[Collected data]
----------------------------------------
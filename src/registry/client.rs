//! Registry search client
//!
//! Rate-limited HTTP transport plus the budget-gated lookup used by the
//! external tier. Nothing here writes to the cache; backflow belongs to the
//! resolver.

use async_trait::async_trait;
use reqwest::Client;
use std::sync::Arc;
use std::time::{Duration, Instant};
use tokio::sync::Mutex;
use tokio::time::sleep;
use url::Url;

use super::types::{RegistryCandidate, RegistryResponse};
use crate::budget::Budget;
use crate::config::RegistryConfig;
use crate::error::{ConfigError, ConfigResult, LookupError, LookupResult};
use crate::normalize::NormalizationService;

/// Confidence assigned to every registry match; not scored per candidate.
pub const EXTERNAL_MATCH_CONFIDENCE: f64 = 0.9;

/// Transport seam for the registry search endpoint
#[async_trait]
pub trait RegistrySearch: Send + Sync {
    async fn search(&self, name: &str) -> LookupResult<Vec<RegistryCandidate>>;
}

pub struct HttpRegistrySearch {
    client: Client,
    search_url: Url,
    token: String,
    page_size: usize,
    min_interval: Duration,
    last_request: Mutex<Option<Instant>>,
}

impl HttpRegistrySearch {
    pub fn new(config: &RegistryConfig, token: impl Into<String>) -> ConfigResult<Self> {
        let client = Client::builder()
            .timeout(Duration::from_secs(config.timeout_secs))
            .build()?;
        Self::with_client(client, config, token)
    }

    /// Use a caller-built client (proxy, TLS roots, default headers)
    pub fn with_client(
        client: Client,
        config: &RegistryConfig,
        token: impl Into<String>,
    ) -> ConfigResult<Self> {
        Ok(Self {
            client,
            search_url: search_url(&config.base_url)?,
            token: token.into(),
            page_size: config.page_size,
            min_interval: Duration::from_millis(config.min_interval_ms),
            last_request: Mutex::new(None),
        })
    }

    /// Space out requests; the lock is held across the sleep so callers queue
    async fn rate_limit(&self) {
        let mut last = self.last_request.lock().await;
        if let Some(prev) = *last {
            let elapsed = prev.elapsed();
            if elapsed < self.min_interval {
                sleep(self.min_interval - elapsed).await;
            }
        }
        *last = Some(Instant::now());
    }
}

fn search_url(base_url: &str) -> ConfigResult<Url> {
    let invalid = |reason: String| ConfigError::InvalidRegistryUrl {
        url: base_url.to_string(),
        reason,
    };
    let base = Url::parse(base_url).map_err(|e| invalid(e.to_string()))?;
    if !matches!(base.scheme(), "https" | "http") {
        return Err(invalid(format!("unsupported scheme '{}'", base.scheme())));
    }
    let joined = format!("{}/companies/search", base.as_str().trim_end_matches('/'));
    Url::parse(&joined).map_err(|e| invalid(e.to_string()))
}

#[async_trait]
impl RegistrySearch for HttpRegistrySearch {
    async fn search(&self, name: &str) -> LookupResult<Vec<RegistryCandidate>> {
        self.rate_limit().await;

        let limit = self.page_size.to_string();
        let response = self
            .client
            .get(self.search_url.clone())
            .bearer_auth(&self.token)
            .query(&[("name", name), ("limit", limit.as_str())])
            .send()
            .await?;

        let status = response.status();
        if status == reqwest::StatusCode::NOT_FOUND {
            return Ok(vec![]);
        }
        if !status.is_success() {
            let body = response.text().await.unwrap_or_default();
            return Err(LookupError::Status {
                status: status.as_u16(),
                body: body.chars().take(200).collect(),
            });
        }

        let text = response.text().await?;
        let parsed: RegistryResponse<Vec<RegistryCandidate>> = serde_json::from_str(&text)?;
        Ok(parsed.data)
    }
}

/// Registry match accepted by the external tier
#[derive(Debug, Clone, PartialEq)]
pub struct ExternalMatch {
    pub company_id: String,
    pub confidence: f64,
    pub matched_name: String,
}

/// What a single external lookup did
#[derive(Debug, Clone, PartialEq)]
pub enum ExternalOutcome {
    Matched(ExternalMatch),
    /// Call made, no candidate normalized to the query
    NoMatch,
    /// Call made and failed; absorbed
    Failed,
    /// No call made
    BudgetExhausted,
}

impl ExternalOutcome {
    pub fn into_match(self) -> Option<ExternalMatch> {
        match self {
            ExternalOutcome::Matched(m) => Some(m),
            _ => None,
        }
    }

    pub fn made_call(&self) -> bool {
        !matches!(self, ExternalOutcome::BudgetExhausted)
    }
}

/// Budget-gated registry lookup
#[derive(Clone)]
pub struct ExternalLookupClient {
    search: Arc<dyn RegistrySearch>,
    normalizer: NormalizationService,
}

impl ExternalLookupClient {
    pub fn new(search: Arc<dyn RegistrySearch>) -> Self {
        Self {
            search,
            normalizer: NormalizationService::new(),
        }
    }

    pub fn from_config(config: &RegistryConfig, token: impl Into<String>) -> ConfigResult<Self> {
        Ok(Self::new(Arc::new(HttpRegistrySearch::new(config, token)?)))
    }

    /// Look up a normalized name. `None` on exhaustion, no match or failure.
    pub async fn lookup(&self, normalized_name: &str, budget: &Budget) -> Option<ExternalMatch> {
        self.lookup_detailed(normalized_name, budget)
            .await
            .into_match()
    }

    /// Same as [`lookup`](Self::lookup), reporting why it missed
    pub async fn lookup_detailed(&self, normalized_name: &str, budget: &Budget) -> ExternalOutcome {
        if !budget.try_consume() {
            tracing::debug!(name = %normalized_name, "External budget exhausted, skipping registry call");
            return ExternalOutcome::BudgetExhausted;
        }

        let candidates = match self.search.search(normalized_name).await {
            Ok(candidates) => candidates,
            Err(e) => {
                tracing::warn!(name = %normalized_name, error = %e, "Registry lookup failed, falling through");
                return ExternalOutcome::Failed;
            }
        };

        // exact match on the normalized key only
        let hit = candidates.into_iter().find(|c| {
            c.names()
                .any(|n| self.normalizer.normalize(n) == normalized_name)
        });

        match hit {
            Some(candidate) if !candidate.id.trim().is_empty() => {
                ExternalOutcome::Matched(ExternalMatch {
                    company_id: candidate.id.trim().to_string(),
                    confidence: EXTERNAL_MATCH_CONFIDENCE,
                    matched_name: candidate.name,
                })
            }
            _ => ExternalOutcome::NoMatch,
        }
    }
}
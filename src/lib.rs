//! Company identifier resolution
//!
//! Resolves noisy company names from spreadsheet-derived rows into stable
//! identifiers usable as join keys, through five tiers:
//!
//! 1. static overrides ([`overrides`])
//! 2. persistent lookup cache ([`cache`]), one batched round trip per batch
//! 3. identifier already present on the row
//! 4. enterprise registry search ([`registry`]), budget-limited
//! 5. deterministic HMAC fallback identifier ([`temp_id`])
//!
//! ```no_run
//! use std::sync::Arc;
//! use company_id_resolver::{
//!     InMemoryCacheRepository, ResolutionRequest, Resolver, RunContext, StaticOverrideStore,
//!     TempIdGenerator,
//! };
//!
//! # async fn demo() -> Result<(), company_id_resolver::ConfigError> {
//! let resolver = Resolver::new(
//!     Arc::new(StaticOverrideStore::load_from_str("plan_code: {FP0001: \"614810477\"}")?),
//!     Arc::new(InMemoryCacheRepository::new()),
//!     None,
//!     TempIdGenerator::new("a-long-lived-secret-salt")?,
//! );
//! let run = RunContext::with_budget(0);
//! let result = resolver
//!     .resolve(&ResolutionRequest::default().with_plan_code("FP0001"), &run)
//!     .await;
//! assert_eq!(result.company_id, "614810477");
//! run.statistics().log_summary();
//! # Ok(())
//! # }
//! ```

pub mod budget;
pub mod cache;
pub mod config;
pub mod context;
pub mod error;
pub mod normalize;
pub mod overrides;
pub mod registry;
pub mod resolver;
pub mod stats;
pub mod temp_id;
pub mod tiers;
pub mod types;

pub use budget::Budget;
pub use cache::{CacheRepository, InMemoryCacheRepository};
#[cfg(feature = "database")]
pub use cache::PgCacheRepository;
pub use config::ResolverConfig;
pub use context::RunContext;
pub use error::{ConfigError, LookupError};
pub use normalize::NormalizationService;
pub use overrides::StaticOverrideStore;
pub use registry::{ExternalLookupClient, RegistrySearch};
pub use resolver::Resolver;
pub use stats::ResolutionStatistics;
pub use temp_id::TempIdGenerator;
pub use types::{
    DecisionPath, LookupKey, LookupType, Resolution, ResolutionRequest, ResolutionResult,
    ResolutionSource, TierKind,
};
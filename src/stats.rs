//! Per-run resolution statistics

use serde::Serialize;

use crate::types::TierKind;

#[derive(Debug, Clone, Default, PartialEq, Eq, Serialize)]
pub struct TierHits {
    pub override_hits: u64,
    pub cache_hits: u64,
    pub existing_hits: u64,
    pub external_hits: u64,
    pub temp_id_hits: u64,
}

impl TierHits {
    pub fn total(&self) -> u64 {
        self.override_hits
            + self.cache_hits
            + self.existing_hits
            + self.external_hits
            + self.temp_id_hits
    }
}

/// Counters for one run, handed to the logging collaborator at the end
#[derive(Debug, Clone, Default, PartialEq, Eq, Serialize)]
pub struct ResolutionStatistics {
    pub requests: u64,
    pub hits: TierHits,
    /// Rows that bypassed the cache batch because they carried an identifier
    pub cache_skipped: u64,
    pub cache_batches: u64,
    pub cache_failures: u64,
    pub external_calls: u64,
    pub external_failures: u64,
    pub external_no_match: u64,
    /// Rows that reached the external tier after the budget ran out
    pub external_budget_exhausted: u64,
    /// Rows answered from an earlier external outcome for the same key
    pub external_deduplicated: u64,
    pub budget_max: u32,
    pub budget_remaining: u32,
    /// Distinct temp-id computations
    pub temp_ids_generated: u64,
    pub backflow_writes: u64,
    pub backflow_failures: u64,
    pub hit_flush_failures: u64,
}

impl ResolutionStatistics {
    pub fn record_hit(&mut self, tier: TierKind) {
        match tier {
            TierKind::Override => self.hits.override_hits += 1,
            TierKind::Cache => self.hits.cache_hits += 1,
            TierKind::Existing => self.hits.existing_hits += 1,
            TierKind::External => self.hits.external_hits += 1,
            TierKind::TempId => self.hits.temp_id_hits += 1,
        }
    }

    pub fn hits_for(&self, tier: TierKind) -> u64 {
        match tier {
            TierKind::Override => self.hits.override_hits,
            TierKind::Cache => self.hits.cache_hits,
            TierKind::Existing => self.hits.existing_hits,
            TierKind::External => self.hits.external_hits,
            TierKind::TempId => self.hits.temp_id_hits,
        }
    }

    /// Share of rows that ended on a synthetic identifier
    pub fn temp_id_ratio(&self) -> f64 {
        if self.requests == 0 {
            0.0
        } else {
            self.hits.temp_id_hits as f64 / self.requests as f64
        }
    }

    pub fn log_summary(&self) {
        tracing::info!(
            requests = self.requests,
            override_hits = self.hits.override_hits,
            cache_hits = self.hits.cache_hits,
            existing_hits = self.hits.existing_hits,
            external_hits = self.hits.external_hits,
            temp_id_hits = self.hits.temp_id_hits,
            external_calls = self.external_calls,
            budget_max = self.budget_max,
            budget_remaining = self.budget_remaining,
            temp_ids_generated = self.temp_ids_generated,
            backflow_writes = self.backflow_writes,
            backflow_failures = self.backflow_failures,
            "Company id resolution run complete"
        );
    }
}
----------------------------------------
→ **Instructions to follow**
Retrieve each line of the data in which the word "requests" can be found.

→ **Result**
    /// Space out requests; the lock is held across the sleep so callers queue
    pub requests: u64,
        if self.requests == 0 {
            self.hits.temp_id_hits as f64 / self.requests as f64
            requests = self.requests,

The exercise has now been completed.